Asse renina-angiotensina-aldosterone
Anna Pia
Dipartimento di Scienze Cliniche e Biologiche, Medicina Interna 1 a Indirizzo Endocrinologico, AOU San Luigi di Orbassano, Università di Torino
Il sistema renina-angiotensina-aldosterone (SRAA) è un meccanismo ormonale "a cascata", deputato al controllo della pressione arteriosa attraverso la regolazione dell'equilibrio idro-elettrolitico e del tono della muscolatura vascolare arteriosa (1).
La renina è un enzima glicoproteico circolante prodotto dalle cellule dell’apparato iuxta-glomerulare, situato a livello dell’arteriola afferente del glomerulo renale. Aumenta in risposta ai seguenti stimoli:
- riduzione del volume plasmatico circolante (ipovolemia o ipotensione);
- alterazioni elettrolitiche (iposodiemia in particolare);
- stimoli da parte del sistema nervoso simpatico.
La renina converte un peptide inattivo, l’angiotensinogeno (prodotto dal fegato) in angiotensina I. A sua volta quest’ultimo peptide viene convertito in angiotensina II da un enzima (ACE, angiotensin-converting enzyme), presente principalmente a livello dei capillari polmonari. L’angiotensina II è il principale prodotto bioattivo del sistema SRAA, con azione ormonale endocrina, ma anche autocrina e paracrina. È un potente vasocostrittore, con azione diretta a livello arteriolare. A livello renale, determina vasocostrizione delle arteriole efferenti del glomerulo, con conseguente effetto di aumento della pressione arteriosa sistemica e della pressione di filtrazione glomerulare. Nella corticale del surrene l’angiotensina II determina il rilascio dell’aldosterone (1).
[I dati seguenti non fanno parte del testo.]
use std::path::PathBuf;

use clap::{Args as ClapArgs, Parser, Subcommand};
use fastvlm_config::{
    CommonInferenceArgs, CommonModelArgs, CommonRuntimeArgs, ConfigOverrides,
    build_config_overrides,
};

#[derive(Parser, Debug)]
#[command(author, version, about = "FastVLM inference over ONNX Runtime", long_about = None)]
pub struct Cli {
    /// Configuration file; created with defaults when missing.
    #[arg(long, value_name = "PATH", global = true, help_heading = "Application")]
    pub config: Option<PathBuf>,

    /// Only print the generated text; logs are limited to errors.
    #[arg(short, long, global = true, help_heading = "Application")]
    pub quiet: bool,

    #[command(subcommand)]
    pub command: CliCommand,
}

#[derive(Subcommand, Debug)]
pub enum CliCommand {
    /// Describe an image and print the response.
    Run(RunArgs),
    /// Load the three sessions and print their declared inputs and outputs.
    Inspect(InspectArgs),
}

#[derive(ClapArgs, Debug)]
pub struct RunArgs {
    #[command(flatten)]
    pub model: CommonModelArgs,

    #[command(flatten)]
    pub runtime: CommonRuntimeArgs,

    #[command(flatten)]
    pub inference: CommonInferenceArgs,

    /// Image file spliced in at the `<image>` token; requests without one are rejected.
    #[arg(long, value_name = "PATH")]
    pub image: Option<PathBuf>,

    /// User prompt.
    #[arg(long)]
    pub prompt: String,
}

#[derive(ClapArgs, Debug)]
pub struct InspectArgs {
    #[command(flatten)]
    pub model: CommonModelArgs,

    #[command(flatten)]
    pub runtime: CommonRuntimeArgs,
}

impl RunArgs {
    pub fn overrides(&self, config: Option<PathBuf>) -> ConfigOverrides {
        build_config_overrides(config, &self.model, &self.runtime, &self.inference)
    }
}

impl InspectArgs {
    pub fn overrides(&self, config: Option<PathBuf>) -> ConfigOverrides {
        build_config_overrides(
            config,
            &self.model,
            &self.runtime,
            &CommonInferenceArgs::default(),
        )
    }
}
L’aldosterone è un ormone di natura steroidea, prodotto nella zona glomerulare del corticosurrene. La sua secrezione è stimolata principalmente dal sistema SRAA e dall’iperpotassiemia e inibita dall’ipopotassiemia. L’aldosterone agisce attraverso i recettori per i mineralcorticoidi espressi a livello epiteliale, prevalentemente a livello dei tubuli renali (ansa di Henle e tubulo contorto distale), favorendo il riassorbimento di sodio e acqua dall’urina; nel contempo, per un fenomeno di scambio, potassio e idrogenioni vengono secreti nel tubulo. L’aldosterone agisce anche sul sistema nervoso centrale, inducendo il senso della sete e facilitando il rilascio dell’ormone antidiuretico dall’ipotalamo. L’effetto comune di questi meccanismi è quello di aumentare la volemia e quindi la pressione arteriosa. La letteratura più recente ha inoltre studiato gli effetti extra-renali dell'aldosterone, che contribuiscono al danno cardiovascolare e alle complicanze metaboliche mediate dai recettori dei mineralcorticoidi, attraverso meccanismi d'azione indipendenti dalla pressione arteriosa (2). L’aldosterone, ma anche l’angiotensina II, è in grado di determinare un rimodellamento della muscolatura di vasi e cuore, provocando iperplasia dei miocardiociti e delle cellule muscolari lisce dei vasi (3); inoltre l'aldosterone agisce anche a livello di adipociti (4) e macrofagi (5). Proprio l'attivazione dei recettori dei mineralcorticoidi a livello dell'endotelio, delle cellule muscolari lisce vascolari, dei macrofagi e degli adipociti favorirebbe i processi infiammatori che portano poi a fibrosi e al conseguente danno d'organo, non solo renale, ma anche vascolare e cardiaco (2).
Bibliografia
- Carey RM. Primary aldosteronism. J Surg Oncol 2012, 106: 575-9.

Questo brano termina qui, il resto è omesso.